## Your task
Copy out every line of the data where the word "collect" is found.

## Supplied records
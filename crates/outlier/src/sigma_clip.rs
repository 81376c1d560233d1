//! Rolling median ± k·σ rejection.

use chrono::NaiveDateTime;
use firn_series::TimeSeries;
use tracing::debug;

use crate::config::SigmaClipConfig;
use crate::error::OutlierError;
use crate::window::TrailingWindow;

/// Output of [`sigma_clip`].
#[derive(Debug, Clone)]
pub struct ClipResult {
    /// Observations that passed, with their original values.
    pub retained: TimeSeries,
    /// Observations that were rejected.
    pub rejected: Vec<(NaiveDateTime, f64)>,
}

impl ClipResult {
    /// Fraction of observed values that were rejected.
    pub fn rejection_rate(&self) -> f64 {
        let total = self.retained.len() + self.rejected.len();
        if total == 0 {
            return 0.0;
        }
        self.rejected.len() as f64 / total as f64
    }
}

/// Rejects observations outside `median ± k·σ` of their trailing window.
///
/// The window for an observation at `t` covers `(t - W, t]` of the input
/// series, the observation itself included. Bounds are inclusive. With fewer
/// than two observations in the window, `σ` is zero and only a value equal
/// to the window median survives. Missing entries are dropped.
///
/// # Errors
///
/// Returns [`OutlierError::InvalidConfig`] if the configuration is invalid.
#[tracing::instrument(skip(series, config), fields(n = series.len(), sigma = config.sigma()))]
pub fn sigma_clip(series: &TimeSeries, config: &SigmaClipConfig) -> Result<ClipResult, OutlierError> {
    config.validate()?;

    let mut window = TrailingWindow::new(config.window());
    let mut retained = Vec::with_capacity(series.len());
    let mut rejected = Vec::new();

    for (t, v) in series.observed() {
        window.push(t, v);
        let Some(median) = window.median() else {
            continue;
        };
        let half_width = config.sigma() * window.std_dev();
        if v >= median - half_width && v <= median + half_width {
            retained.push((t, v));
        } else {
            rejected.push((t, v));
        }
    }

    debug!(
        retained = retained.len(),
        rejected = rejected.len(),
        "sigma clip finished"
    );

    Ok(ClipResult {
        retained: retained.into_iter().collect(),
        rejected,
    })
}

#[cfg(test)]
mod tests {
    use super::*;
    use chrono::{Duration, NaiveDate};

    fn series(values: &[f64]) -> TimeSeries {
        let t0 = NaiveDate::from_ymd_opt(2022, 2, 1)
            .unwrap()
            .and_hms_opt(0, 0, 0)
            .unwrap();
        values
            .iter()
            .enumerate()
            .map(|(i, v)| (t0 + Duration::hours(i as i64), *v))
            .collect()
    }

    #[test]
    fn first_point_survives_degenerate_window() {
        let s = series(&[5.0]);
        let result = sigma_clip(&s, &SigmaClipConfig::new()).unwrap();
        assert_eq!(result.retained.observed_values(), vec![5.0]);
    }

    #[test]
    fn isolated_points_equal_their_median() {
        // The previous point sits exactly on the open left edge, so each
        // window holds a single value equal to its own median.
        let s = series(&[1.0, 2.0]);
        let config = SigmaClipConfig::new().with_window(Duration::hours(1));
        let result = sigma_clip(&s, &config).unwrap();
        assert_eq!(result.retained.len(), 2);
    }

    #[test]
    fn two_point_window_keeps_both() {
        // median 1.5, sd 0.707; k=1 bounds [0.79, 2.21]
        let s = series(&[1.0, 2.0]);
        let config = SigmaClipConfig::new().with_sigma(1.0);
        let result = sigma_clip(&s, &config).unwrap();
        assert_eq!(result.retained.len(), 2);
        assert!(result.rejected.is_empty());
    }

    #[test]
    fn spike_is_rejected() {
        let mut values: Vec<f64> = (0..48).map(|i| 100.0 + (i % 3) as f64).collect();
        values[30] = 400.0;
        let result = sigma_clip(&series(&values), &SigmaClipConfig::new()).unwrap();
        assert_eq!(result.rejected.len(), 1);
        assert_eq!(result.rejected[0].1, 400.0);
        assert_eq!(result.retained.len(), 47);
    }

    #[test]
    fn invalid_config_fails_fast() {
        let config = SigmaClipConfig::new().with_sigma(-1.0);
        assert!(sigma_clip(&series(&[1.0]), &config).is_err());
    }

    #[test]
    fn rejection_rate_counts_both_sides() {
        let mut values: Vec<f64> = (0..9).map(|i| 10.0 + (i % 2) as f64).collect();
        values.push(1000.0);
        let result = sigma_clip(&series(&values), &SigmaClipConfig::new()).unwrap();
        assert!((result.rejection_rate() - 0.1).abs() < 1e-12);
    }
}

## Answer section
        retained: retained.into_iter().collect(),
            .collect()
        let mut values: Vec<f64> = (0..48).map(|i| 100.0 + (i % 3) as f64).collect();
        let mut values: Vec<f64> = (0..9).map(|i| 10.0 + (i % 2) as f64).collect();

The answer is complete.